Clinical studies [3,18] have shown that S. constellatus has the capacity to cause invasive purulent infection relatively in superficial areas through the body, while S. intermedius and S. anginosus in SAG exhibit a marked association with the infection in the central nervous system and gastrointestinal tracts, respectively. This organism is not frequently isolated from abscess lesions deep inside of the body, but several clinical reports showed the association of S. constellatus with brain abscesses [19,20], endocarditis [21-23], and sepsis after dental treatment [24]. The remarkable propensity to cause abscess or purulent infection observed on three species in SAG remind us an idea that there might be a unique interaction between the organisms in SAG and human neutrophils. In this regards, Wanahita et al. [25] reported that SAG organisms stimulated less chemotaxis than did Staphylococcus aureus, in contrast to viridans Streptococci (Streptococcus mitis, Streptococcus parasanguinis and Streptococcus sanguinis), which caused greater chemotaxis than did S. aureus.
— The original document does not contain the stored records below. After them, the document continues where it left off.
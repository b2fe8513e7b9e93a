// Shared test helpers: an in-memory DNS and HTTP oracle.
//
// Tests describe a zone with the builder methods below and hand the fakes to
// the checks in place of the hickory and reqwest implementations.

#![allow(dead_code)] // Not every test file uses every helper

use async_trait::async_trait;
use std::collections::HashMap;
use std::net::{IpAddr, Ipv4Addr, Ipv6Addr};
use std::sync::atomic::{AtomicUsize, Ordering};
use std::sync::{Arc, Mutex};
use std::time::Duration;

use subdomain_scanner::dns::{DnsContextFactory, DnsQuery, DnsRecord, SoaRecord};
use subdomain_scanner::http::{HttpGet, HttpResponse};
use subdomain_scanner::{DnsError, ProbeError};

/// Builds an SOA record with the given primary nameserver and serial.
pub fn soa(mname: &str, serial: u32) -> SoaRecord {
    SoaRecord {
        mname: mname.to_string(),
        rname: format!("hostmaster.{mname}"),
        serial,
        refresh: 7200,
        retry: 3600,
        expire: 1_209_600,
        minimum: 300,
    }
}

/// DNS answers. SOA answers are keyed by the upstream they come from; `None`
/// is the main resolver context. Names without an entry answer NXDOMAIN.
#[derive(Default, Clone)]
pub struct Zone {
    ns: HashMap<String, Result<Vec<String>, DnsError>>,
    soa: HashMap<(Option<IpAddr>, String), Result<SoaRecord, DnsError>>,
    a: HashMap<String, Result<Vec<Ipv4Addr>, DnsError>>,
    aaaa: HashMap<String, Result<Vec<Ipv6Addr>, DnsError>>,
    cname: HashMap<String, Result<Vec<String>, DnsError>>,
}

impl Zone {
    pub fn new() -> Self {
        Self::default()
    }

    pub fn ns(mut self, name: &str, nameservers: &[&str]) -> Self {
        self.ns.insert(
            name.to_string(),
            Ok(nameservers.iter().map(|ns| ns.to_string()).collect()),
        );
        self
    }

    pub fn ns_error(mut self, name: &str, error: DnsError) -> Self {
        self.ns.insert(name.to_string(), Err(error));
        self
    }

    pub fn a(mut self, name: &str, address: Ipv4Addr) -> Self {
        self.a.insert(name.to_string(), Ok(vec![address]));
        self
    }

    pub fn a_error(mut self, name: &str, error: DnsError) -> Self {
        self.a.insert(name.to_string(), Err(error));
        self
    }

    pub fn aaaa(mut self, name: &str, address: Ipv6Addr) -> Self {
        self.aaaa.insert(name.to_string(), Ok(vec![address]));
        self
    }

    /// SOA served by the main resolver context.
    pub fn soa(mut self, name: &str, record: SoaRecord) -> Self {
        self.soa.insert((None, name.to_string()), Ok(record));
        self
    }

    /// Error answered by the main resolver context for an SOA query.
    pub fn soa_error(mut self, name: &str, error: DnsError) -> Self {
        self.soa.insert((None, name.to_string()), Err(error));
        self
    }

    /// SOA served by the nameserver at `upstream` when queried directly.
    pub fn soa_at(mut self, upstream: IpAddr, name: &str, record: SoaRecord) -> Self {
        self.soa.insert((Some(upstream), name.to_string()), Ok(record));
        self
    }

    pub fn soa_error_at(mut self, upstream: IpAddr, name: &str, error: DnsError) -> Self {
        self.soa.insert((Some(upstream), name.to_string()), Err(error));
        self
    }

    pub fn cname(mut self, name: &str, target: &str) -> Self {
        self.cname
            .insert(name.to_string(), Ok(vec![target.to_string()]));
        self
    }

    pub fn cname_error(mut self, name: &str, error: DnsError) -> Self {
        self.cname.insert(name.to_string(), Err(error));
        self
    }
}

fn answer<T: Clone>(map: &HashMap<String, Result<T, DnsError>>, name: &str) -> Result<T, DnsError> {
    map.get(name).cloned().unwrap_or(Err(DnsError::NxDomain))
}

/// Resolver factory over a [`Zone`].
///
/// Records every directed context it hands out and, with a delay, the peak
/// number of NS lookups in flight.
#[derive(Clone)]
pub struct FakeDns {
    zone: Arc<Zone>,
    delay: Option<Duration>,
    pub directed: Arc<Mutex<Vec<IpAddr>>>,
    in_flight: Arc<AtomicUsize>,
    pub max_in_flight: Arc<AtomicUsize>,
}

impl FakeDns {
    pub fn new(zone: Zone) -> Self {
        Self {
            zone: Arc::new(zone),
            delay: None,
            directed: Arc::new(Mutex::new(Vec::new())),
            in_flight: Arc::new(AtomicUsize::new(0)),
            max_in_flight: Arc::new(AtomicUsize::new(0)),
        }
    }

    /// Makes every NS lookup take `delay`.
    pub fn with_delay(mut self, delay: Duration) -> Self {
        self.delay = Some(delay);
        self
    }

    pub fn directed_upstreams(&self) -> Vec<IpAddr> {
        self.directed.lock().unwrap().clone()
    }

    fn context(&self, upstream: Option<IpAddr>) -> FakeContext {
        FakeContext {
            zone: Arc::clone(&self.zone),
            upstream,
            delay: self.delay,
            in_flight: Arc::clone(&self.in_flight),
            max_in_flight: Arc::clone(&self.max_in_flight),
        }
    }
}

impl DnsContextFactory for FakeDns {
    type Context = FakeContext;

    fn main_context(&self) -> FakeContext {
        self.context(None)
    }

    fn directed_context(&self, nameserver: IpAddr) -> FakeContext {
        self.directed.lock().unwrap().push(nameserver);
        self.context(Some(nameserver))
    }
}

pub struct FakeContext {
    zone: Arc<Zone>,
    upstream: Option<IpAddr>,
    delay: Option<Duration>,
    in_flight: Arc<AtomicUsize>,
    max_in_flight: Arc<AtomicUsize>,
}

#[async_trait]
impl DnsQuery for FakeContext {
    async fn resolve_ns(&self, name: &str) -> Result<Vec<String>, DnsError> {
        if let Some(delay) = self.delay {
            let now = self.in_flight.fetch_add(1, Ordering::SeqCst) + 1;
            self.max_in_flight.fetch_max(now, Ordering::SeqCst);
            tokio::time::sleep(delay).await;
            self.in_flight.fetch_sub(1, Ordering::SeqCst);
        }
        answer(&self.zone.ns, name)
    }

    async fn resolve_soa(&self, name: &str) -> Result<SoaRecord, DnsError> {
        self.zone
            .soa
            .get(&(self.upstream, name.to_string()))
            .cloned()
            .unwrap_or(Err(DnsError::NxDomain))
    }

    async fn resolve_a(&self, name: &str) -> Result<Vec<Ipv4Addr>, DnsError> {
        answer(&self.zone.a, name)
    }

    async fn resolve_aaaa(&self, name: &str) -> Result<Vec<Ipv6Addr>, DnsError> {
        answer(&self.zone.aaaa, name)
    }

    async fn resolve_cname(&self, name: &str) -> Result<Vec<String>, DnsError> {
        answer(&self.zone.cname, name)
    }

    async fn resolve_any(&self, _name: &str) -> Result<Vec<DnsRecord>, DnsError> {
        Err(DnsError::Refused)
    }
}

/// HTTP oracle keyed by URL. Unknown URLs fail with a transport error.
#[derive(Default, Clone)]
pub struct FakeHttp {
    responses: HashMap<String, Result<HttpResponse, ProbeError>>,
    pub requested: Arc<Mutex<Vec<String>>>,
}

impl FakeHttp {
    pub fn new() -> Self {
        Self::default()
    }

    pub fn respond(mut self, url: &str, status: u16, body: &str) -> Self {
        self.responses.insert(
            url.to_string(),
            Ok(HttpResponse {
                status,
                body: body.to_string(),
            }),
        );
        self
    }

    pub fn fail(mut self, url: &str, error: ProbeError) -> Self {
        self.responses.insert(url.to_string(), Err(error));
        self
    }

    pub fn requested_urls(&self) -> Vec<String> {
        self.requested.lock().unwrap().clone()
    }
}

#[async_trait]
impl HttpGet for FakeHttp {
    async fn get(&self, url: &str) -> Result<HttpResponse, ProbeError> {
        self.requested.lock().unwrap().push(url.to_string());
        self.responses
            .get(url)
            .cloned()
            .unwrap_or_else(|| Err(ProbeError::Transport(format!("no route to {url}"))))
    }
}

/// A zone where `hostname` is delegated to one healthy nameserver.
pub fn healthy_delegation(hostname: &str, nameserver: &str, address: Ipv4Addr) -> Zone {
    let record = soa(nameserver, 2024010101);
    Zone::new()
        .ns(hostname, &[nameserver])
        .a(nameserver, address)
        .soa(hostname, record.clone())
        .soa_at(IpAddr::V4(address), hostname, record)
}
Interestingly, SAG and viridans Streptococci were equally engulfed by human neutrophils than S. aureus, but killed more slowly and less completely. Our previous studies showed that the resistance of biofilm-forming Prevotella intermedia strains to phagocytosis by human neutrophils are more significant than those of strains lacking biofilm phenotype [16,17,26]. We hypothesize that biofilm bacteria, being held together by exopolysaccharides as biofilm matrices, might present a huge physical challenge for phagocytosing neutrophils. As a consequence of these neutrophils being frustrated by their inability to phagocytose this bacterial mass, this might trigger the unregulated release of bactericidal compounds that could cause tissue injury [27], as shown in the inflammatory pathway associated with lung injury or chronic wounds [28,29]. Further investigation is needed to clarify whether inconsistency of biofilm phenotype in SAG gives influence of their interaction, with human neutrophils and propensity to cause abscesses.

As described above, only a few studies have done regarding biofilm phenotype on S. constellatus. Landrygan-Bakri et al. [10] investigated the adherence of SAGs to the matrix proteoglycans and fibronectin. All tested strains of S. intermedius in their study adhered strongly to gingival dermatan sulphate proteoglycans, as well as chondroitin sulphate proteoglycans (except one clinical isolate). In contrast, two strains of S. anginosus and all S intermedius test strains showed strong adherence to fibronectin. S. constellatus was less adherent to extracellular matrices of human tissue than S. intermedius [10]. Regarding the cell surface structures of organisms in SAG, biofilm-like structures were observed on a clinical strain of S. constellatus isolated from a severe recurrent form periodontitis lesion [4]. Petersen et al. [9] showed that the quorum sensing mediated by competence-stimulating signaling peptide favored the biofilm mode of growth of S. intermedius, in which the organism does not show meshwork structures on the cell surface. In this study, S. intermedius ATCC 27335 was able to form biofilm on microtiter plates, but lacked dense meshwork structures Presumably there might be different systems to induce biofilm growth between S. constellatus and S. intermdius .

In this study, we examined one clinical isolate and three type strains for SAG, and we found diversity of cell surface structures between the organisms in SAG. In addition to the previously known various properties of SAG which cause ambiguity in determining pathogenic potential of organisms in SAG, the phenotypic difference found in this study might influence their pathogenicity and tropism in the human body. It is known that S. constellatus is sometimes co-isolated with Eikenella species [30], or Prevotella species [31,32], so the capacity to form single/multi species biofilm on S. constellatus should be further investigated.

We would like to acknowledge Mr. Hideaki Hori for his excellent assistance with the electron microscopy. Part of this study was performed at the Institute of Dental Research, Osaka Dental University. This study was supported in part by Osaka Dental University Joint Research Fund (B08-01) and JSPS KAKENHI Grant Number 23792118, 23592724, 24791975 and 24592790.